At Rubber Machinery World, we understand your information requirements. Our effort on this portal to share authentic information to help you source your machinery wisely remains incomplete without notes on equipment suppliers from whom you source your rubber and tire equipment.

Hence, ‘Know Your Supplierseries is one of our advertorial initiatives to bring to you information on the machinery supplier ecosystem – Manufacturers, OEM Suppliers, Machine Rebuilders, Used and Pre-Owned Equipment Buyers & Suppliers, and Agents.

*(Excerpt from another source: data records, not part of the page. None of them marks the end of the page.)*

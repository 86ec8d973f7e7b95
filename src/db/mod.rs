//! Database module for SQLite persistence.
//!
//! Every store call is bounded by [`QUERY_TIMEOUT`].

mod permissions;
mod quotes;
mod schools;
mod search;
mod tokens;
mod users;

pub use permissions::*;
pub use quotes::*;
pub use schools::*;
pub use search::*;
pub use tokens::*;
pub use users::*;

use std::future::Future;
use std::path::Path;
use std::str::FromStr;
use std::time::Duration;

use sqlx::sqlite::{SqliteConnectOptions, SqlitePool, SqlitePoolOptions};

/// Upper bound for a single store operation.
pub const QUERY_TIMEOUT: Duration = Duration::from_secs(3);

/// Errors surfaced by the store layer.
#[derive(Debug)]
pub enum DbError {
    /// No row matched
    NotFound,
    /// Version check failed or the row vanished during an update
    EditConflict,
    /// Email already registered
    DuplicateEmail,
    /// Operation exceeded [`QUERY_TIMEOUT`]
    Timeout,
    /// Driver or connectivity failure
    Sqlx(sqlx::Error),
}

impl std::fmt::Display for DbError {
    fn fmt(&self, f: &mut std::fmt::Formatter<'_>) -> std::fmt::Result {
        match self {
            DbError::NotFound => write!(f, "record not found"),
            DbError::EditConflict => write!(f, "edit conflict"),
            DbError::DuplicateEmail => write!(f, "duplicate email"),
            DbError::Timeout => write!(f, "database operation timed out after {:?}", QUERY_TIMEOUT),
            DbError::Sqlx(err) => write!(f, "database error: {}", err),
        }
    }
}

impl std::error::Error for DbError {
    fn source(&self) -> Option<&(dyn std::error::Error + 'static)> {
        match self {
            DbError::Sqlx(err) => Some(err),
            _ => None,
        }
    }
}

impl From<sqlx::Error> for DbError {
    fn from(err: sqlx::Error) -> Self {
        match err {
            sqlx::Error::RowNotFound => DbError::NotFound,
            other => DbError::Sqlx(other),
        }
    }
}

/// Run `operation` under [`QUERY_TIMEOUT`].
pub(crate) async fn bounded<T, F>(operation: F) -> Result<T, DbError>
where
    F: Future<Output = Result<T, DbError>>,
{
    tokio::time::timeout(QUERY_TIMEOUT, operation)
        .await
        .map_err(|_| DbError::Timeout)?
}

/// Access objects for every table, sharing one pool.
#[derive(Clone)]
pub struct Repository {
    pub quotes: QuoteStore,
    pub schools: SchoolStore,
    pub users: UserStore,
    pub tokens: TokenStore,
    pub permissions: PermissionStore,
}

impl Repository {
    pub fn new(pool: SqlitePool) -> Self {
        Self {
            quotes: QuoteStore::new(pool.clone()),
            schools: SchoolStore::new(pool.clone()),
            users: UserStore::new(pool.clone()),
            tokens: TokenStore::new(pool.clone()),
            permissions: PermissionStore::new(pool),
        }
    }
}

/// Initialize the database connection pool and run migrations.
pub async fn init_database(db_path: &Path) -> Result<SqlitePool, sqlx::Error> {
    // Ensure the parent directory exists
    if let Some(parent) = db_path.parent() {
        tokio::fs::create_dir_all(parent).await.ok();
    }

    let db_url = format!("sqlite:{}?mode=rwc", db_path.display());

    let options = SqliteConnectOptions::from_str(&db_url)?
        .create_if_missing(true)
        .foreign_keys(true)
        .journal_mode(sqlx::sqlite::SqliteJournalMode::Wal)
        .synchronous(sqlx::sqlite::SqliteSynchronous::Normal)
        .busy_timeout(QUERY_TIMEOUT);

    let pool = SqlitePoolOptions::new()
        .max_connections(5)
        .acquire_timeout(QUERY_TIMEOUT)
        .connect_with(options)
        .await?;

    // Run embedded migrations
    run_migrations(&pool).await?;

    Ok(pool)
}

/// Run database migrations.
async fn run_migrations(pool: &SqlitePool) -> Result<(), sqlx::Error> {
    sqlx::query(
        r#"
        CREATE TABLE IF NOT EXISTS quotes (
            id INTEGER PRIMARY KEY AUTOINCREMENT,
            created_at TEXT NOT NULL,
            author TEXT NOT NULL,
            quote_string TEXT NOT NULL,
            category TEXT NOT NULL DEFAULT '[]',
            author_terms TEXT NOT NULL DEFAULT '[]',
            quote_string_terms TEXT NOT NULL DEFAULT '[]',
            version INTEGER NOT NULL DEFAULT 1
        );
        "#,
    )
    .execute(pool)
    .await?;

    sqlx::query(
        r#"
        CREATE TABLE IF NOT EXISTS schools (
            id INTEGER PRIMARY KEY AUTOINCREMENT,
            created_at TEXT NOT NULL,
            name TEXT NOT NULL,
            level TEXT NOT NULL,
            contact TEXT NOT NULL,
            phone TEXT NOT NULL,
            email TEXT NOT NULL,
            website TEXT NOT NULL DEFAULT '',
            address TEXT NOT NULL,
            mode TEXT NOT NULL DEFAULT '[]',
            name_terms TEXT NOT NULL DEFAULT '[]',
            level_terms TEXT NOT NULL DEFAULT '[]',
            version INTEGER NOT NULL DEFAULT 1
        );
        "#,
    )
    .execute(pool)
    .await?;

    sqlx::query(
        r#"
        CREATE TABLE IF NOT EXISTS users (
            id INTEGER PRIMARY KEY AUTOINCREMENT,
            created_at TEXT NOT NULL,
            name TEXT NOT NULL,
            email TEXT NOT NULL UNIQUE COLLATE NOCASE,
            password_hash TEXT NOT NULL,
            activated INTEGER NOT NULL DEFAULT 0,
            version INTEGER NOT NULL DEFAULT 1
        );
        "#,
    )
    .execute(pool)
    .await?;

    sqlx::query(
        r#"
        CREATE TABLE IF NOT EXISTS tokens (
            hash BLOB PRIMARY KEY,
            user_id INTEGER NOT NULL REFERENCES users(id) ON DELETE CASCADE,
            expiry INTEGER NOT NULL,
            scope TEXT NOT NULL
        );
        "#,
    )
    .execute(pool)
    .await?;

    sqlx::query(
        r#"
        CREATE TABLE IF NOT EXISTS permissions (
            id INTEGER PRIMARY KEY AUTOINCREMENT,
            code TEXT NOT NULL UNIQUE
        );
        "#,
    )
    .execute(pool)
    .await?;

    sqlx::query(
        r#"
        CREATE TABLE IF NOT EXISTS users_permissions (
            user_id INTEGER NOT NULL REFERENCES users(id) ON DELETE CASCADE,
            permission_id INTEGER NOT NULL REFERENCES permissions(id) ON DELETE CASCADE,
            PRIMARY KEY (user_id, permission_id)
        );
        "#,
    )
    .execute(pool)
    .await?;

    for code in crate::models::permissions::ALL {
        sqlx::query("INSERT OR IGNORE INTO permissions (code) VALUES (?)")
            .bind(code)
            .execute(pool)
            .await?;
    }

    // Create indexes for common queries
    sqlx::query(
        r#"
        CREATE INDEX IF NOT EXISTS idx_quotes_author ON quotes(author);
        CREATE INDEX IF NOT EXISTS idx_schools_name ON schools(name);
        CREATE INDEX IF NOT EXISTS idx_tokens_user_scope ON tokens(user_id, scope);
        "#,
    )
    .execute(pool)
    .await?;

    Ok(())
}

fn to_json_array(values: &[String]) -> String {
    serde_json::to_string(values).unwrap_or_else(|_| "[]".to_string())
}

fn parse_json_array(s: &str) -> Vec<String> {
    serde_json::from_str(s).unwrap_or_default()
}
//! Quote model.

use chrono::{DateTime, Utc};
use serde::{Deserialize, Serialize};

use crate::filters::SortKey;
use crate::validator::{unique, Validator};

/// A quote attributed to an author, tagged with one or more categories.
#[derive(Debug, Clone, PartialEq, Eq, Serialize)]
pub struct Quote {
    pub id: i64,
    #[serde(skip)]
    pub created_at: DateTime<Utc>,
    pub author: String,
    pub quote_string: String,
    pub category: Vec<String>,
    pub version: i64,
}

impl Quote {
    pub fn new(author: String, quote_string: String, category: Vec<String>) -> Self {
        Self {
            id: 0,
            created_at: Utc::now(),
            author,
            quote_string,
            category,
            version: 1,
        }
    }

    pub fn validate(&self, v: &mut Validator) {
        v.check(!self.author.is_empty(), "author", "must be provided");
        v.check(
            self.author.len() <= 200,
            "author",
            "must not be more than 200 bytes long",
        );

        v.check(!self.quote_string.is_empty(), "quote_string", "must be provided");
        v.check(
            self.quote_string.len() <= 200,
            "quote_string",
            "must not be more than 200 bytes long",
        );

        v.check(
            !self.category.is_empty(),
            "category",
            "must contain at least one entry",
        );
        v.check(
            self.category.len() <= 5,
            "category",
            "must contain at most five entries",
        );
        v.check(
            unique(&self.category),
            "category",
            "must not contain duplicate entries",
        );
    }
}

/// Request body for creating a quote.
#[derive(Debug, Clone, Deserialize)]
#[serde(deny_unknown_fields)]
pub struct CreateQuoteRequest {
    #[serde(default)]
    pub author: String,
    #[serde(default)]
    pub quote_string: String,
    #[serde(default)]
    pub category: Vec<String>,
}

/// Request body for a partial quote update. Absent fields keep their value.
#[derive(Debug, Clone, Default, Deserialize)]
#[serde(deny_unknown_fields)]
pub struct UpdateQuoteRequest {
    #[serde(default)]
    pub author: Option<String>,
    #[serde(default)]
    pub quote_string: Option<String>,
    #[serde(default)]
    pub category: Option<Vec<String>>,
}

impl UpdateQuoteRequest {
    pub fn apply(self, quote: &mut Quote) {
        if let Some(author) = self.author {
            quote.author = author;
        }
        if let Some(quote_string) = self.quote_string {
            quote.quote_string = quote_string;
        }
        if let Some(category) = self.category {
            quote.category = category;
        }
    }
}

/// Search criteria for the quote listing.
#[derive(Debug, Clone, Default)]
pub struct QuoteSearch {
    pub author: String,
    pub quote_string: String,
    pub category: Vec<String>,
}

#[derive(Debug, Clone, Copy, PartialEq, Eq)]
pub enum QuoteSort {
    Id,
    Author,
    QuoteString,
}

impl SortKey for QuoteSort {
    const SAFELIST: &'static [&'static str] = &[
        "id",
        "author",
        "quote_string",
        "-id",
        "-author",
        "-quote_string",
    ];

    fn from_column(column: &str) -> Option<Self> {
        match column {
            "id" => Some(QuoteSort::Id),
            "author" => Some(QuoteSort::Author),
            "quote_string" => Some(QuoteSort::QuoteString),
            _ => None,
        }
    }

    fn column(self) -> &'static str {
        match self {
            QuoteSort::Id => "id",
            QuoteSort::Author => "author",
            QuoteSort::QuoteString => "quote_string",
        }
    }
}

In Know Your Supplier editions, we cover an equipment supplier’s Competency, Capacity, Commitment, Culture, Communication, Market Presence, Technology, Solutions, amongst other details that you seek; so you know these organizations better and reach them quicker.

In this post, I introduce you to an equipment supplier based in India but wired globally. Read on to know why.

Pracsol Chemicals & Machinery is into trading of Machinery, Raw Materials and Chemicals since 2007 and is growing in reputation in machinery business. We understand from our conversation with Harish Nene, Chief Executive, that in the last 4 years they have secured landmark orders for Used Machinery from Indian Rubber and Tyre industry.

Pracsol is now fast building on this rising confidence and customer trust to extend practical equipment solutions to the industry in new machinery as well.

Flip through this Special Edition using the link –

In this conversation, Harish Nene outlines on a wide array of his business aspects right from the genesis of his company name to his experiences in rubber and tyre industry, partnership with JM Machinery USA, recent successes and new products on the anvil. Harish also informs us the unique service proposition Pracsol offers to their customers, their competence and comprehensive range of machinery offered to buyers.

I reproduce for you a few snapshots of our conversation here. (For full story, please do read and download here, this special edition of Know Your Supplier)

  • Pracsol is a strange name. What is the story behind this name?

Pracsol is derived from the words ‘Practical Solutions’. Through my experience of last 20 years in International Business, I would state that solution for a problem is possible if looked at it practically not by just following procedures.

Pracsol Logo

  • Having started in 2007 how has been your experience so far in this industry?

Business Ethics, Honesty, Transparency and Hard work is important. Customers who do business with me recognize that they can expect these from me and have helped me succeed in the rubber and tyre industry. I also have good support from my principal company. This makes things simple and gives me time to focus on delivering value to customers. From my last 7 years experience, I would opine that doing business with Private Companies is easier than doing business with Public Limited Companies.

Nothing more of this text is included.